Outra sigla com a qual passamos a conviver desde 2002 e será do nosso cotidiano é a CRISPR (clustered regularly interspaced short palindromic repeats: repetições palindrômicas curtas agrupadas e regularmente interespaçadas). Em linguagem simples, é essa técnica de engenharia genética que permite a edição dos genes. Os cientistas desenvolveram esta “ferramenta” para esta função pela primeira vez em 2011. É como trocar as letras de uma palavra e ela então ter um novo significado. No caso do gene ele terá sua função restabelecida ou modificada de acordo com a necessidade. Desde então, abriu-se novas perspectivas para se tratar uma série de doenças, como certos tipos de câncer, leucemia, HIV, anemia falciforme etc.
Os bancos de dados de genes do mundo inteiro compilam as informações de que gene sintetiza cada proteína, ou faz qual função que pode ser determinante para se desenvolver uma certa doença ou condição. Dos cerca de sessenta mil genes compilados um terço é responsável por codificar substâncias cruciais para o nosso corpo. Estes cerca de vinte mil genes representam apenas 1,5 % de todo o genoma humano. Há muito ainda por vir.
A expansão dos instrumentos de pesquisa avançados tais como a inteligência artificial (AI) concedeu acessibilidade às informações que catapultam as inovações, e a possibilidade de proposição de novas estratégias para situações em que não se vislumbrava uma solução. Exemplo claro é a descoberta que certas drogas bem conhecidas para uma condição podem servir também com êxito para outras situações aparentemente tão diferentes. Testemunhamos isto recentemente na epidemia de Covid-19.

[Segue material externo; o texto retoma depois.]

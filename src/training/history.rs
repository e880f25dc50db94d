//! Per-epoch training metrics

use std::path::Path;

use serde::{Deserialize, Serialize};

use crate::utils::error::{HandSignError, Result};

/// Metrics of one finished epoch
#[derive(Debug, Clone, Copy, PartialEq, Serialize, Deserialize)]
pub struct EpochMetrics {
    /// 1-based epoch number
    pub epoch: usize,
    pub loss: f64,
    pub accuracy: f64,
    pub val_loss: f64,
    pub val_accuracy: f64,
}

/// Append-only record of epoch metrics
#[derive(Debug, Clone, Default, PartialEq, Serialize, Deserialize)]
pub struct TrainingHistory {
    epochs: Vec<EpochMetrics>,
}

impl TrainingHistory {
    /// Append the next epoch; its number is assigned here
    pub fn record(&mut self, loss: f64, accuracy: f64, val_loss: f64, val_accuracy: f64) -> EpochMetrics {
        let metrics = EpochMetrics {
            epoch: self.epochs.len() + 1,
            loss,
            accuracy,
            val_loss,
            val_accuracy,
        };
        self.epochs.push(metrics);
        metrics
    }

    pub fn len(&self) -> usize {
        self.epochs.len()
    }

    pub fn is_empty(&self) -> bool {
        self.epochs.is_empty()
    }

    pub fn epochs(&self) -> &[EpochMetrics] {
        &self.epochs
    }

    pub fn last(&self) -> Option<&EpochMetrics> {
        self.epochs.last()
    }

    pub fn loss(&self) -> Vec<f64> {
        self.epochs.iter().map(|m| m.loss).collect()
    }

    pub fn accuracy(&self) -> Vec<f64> {
        self.epochs.iter().map(|m| m.accuracy).collect()
    }

    pub fn val_loss(&self) -> Vec<f64> {
        self.epochs.iter().map(|m| m.val_loss).collect()
    }

    pub fn val_accuracy(&self) -> Vec<f64> {
        self.epochs.iter().map(|m| m.val_accuracy).collect()
    }

    /// Epoch with the highest validation accuracy
    pub fn best_epoch(&self) -> Option<&EpochMetrics> {
        self.epochs
            .iter()
            .max_by(|a, b| a.val_accuracy.total_cmp(&b.val_accuracy))
    }

    pub fn save(&self, path: &Path) -> Result<()> {
        std::fs::write(path, serde_json::to_string_pretty(self)?)?;
        Ok(())
    }

    pub fn load(path: &Path) -> Result<Self> {
        if !path.exists() {
            return Err(HandSignError::PathNotFound(path.to_path_buf()));
        }
        Ok(serde_json::from_str(&std::fs::read_to_string(path)?)?)
    }
}

#[cfg(test)]
mod tests {
    use super::*;

    #[test]
    fn test_record_numbers_epochs() {
        let mut history = TrainingHistory::default();
        history.record(2.0, 0.1, 2.1, 0.08);
        let second = history.record(1.5, 0.3, 1.7, 0.25);

        assert_eq!(second.epoch, 2);
        assert_eq!(history.len(), 2);
        assert_eq!(history.loss(), vec![2.0, 1.5]);
        assert_eq!(history.val_accuracy(), vec![0.08, 0.25]);
    }

    #[test]
    fn test_best_epoch() {
        let mut history = TrainingHistory::default();
        history.record(2.0, 0.1, 2.1, 0.30);
        history.record(1.5, 0.3, 1.7, 0.60);
        history.record(1.2, 0.5, 1.9, 0.55);
        assert_eq!(history.best_epoch().map(|m| m.epoch), Some(2));
    }

    #[test]
    fn test_json_roundtrip() {
        let dir = tempfile::tempdir().unwrap();
        let path = dir.path().join("history.json");
        let mut history = TrainingHistory::default();
        history.record(2.0, 0.1, 2.1, 0.08);

        history.save(&path).unwrap();
        assert_eq!(TrainingHistory::load(&path).unwrap(), history);
    }
}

Entretanto não se pode perder de vista que a manifestação de muitos genes está condicionada a fatores externos, tais como o modo de vida, alimentação, exercício físico, paz de espírito, e até mesmo o ar que se respira. Todos os fatores podem atuar como gatilho para a perda da higidez. Se estamos nos cuidando bem é sinal de que estamos nos respeitando e nos amando. Que assim prossigamos. Cada um é muito importante aqui. Quando canta “Saúde”, Rita Lee, na composição dela e Roberto de Carvalho nos deixa esta mensagem alvissareira: “Mas enquanto estou viva e cheia de graça/Talvez ainda faça um monte de gente feliz”. Que assim seja!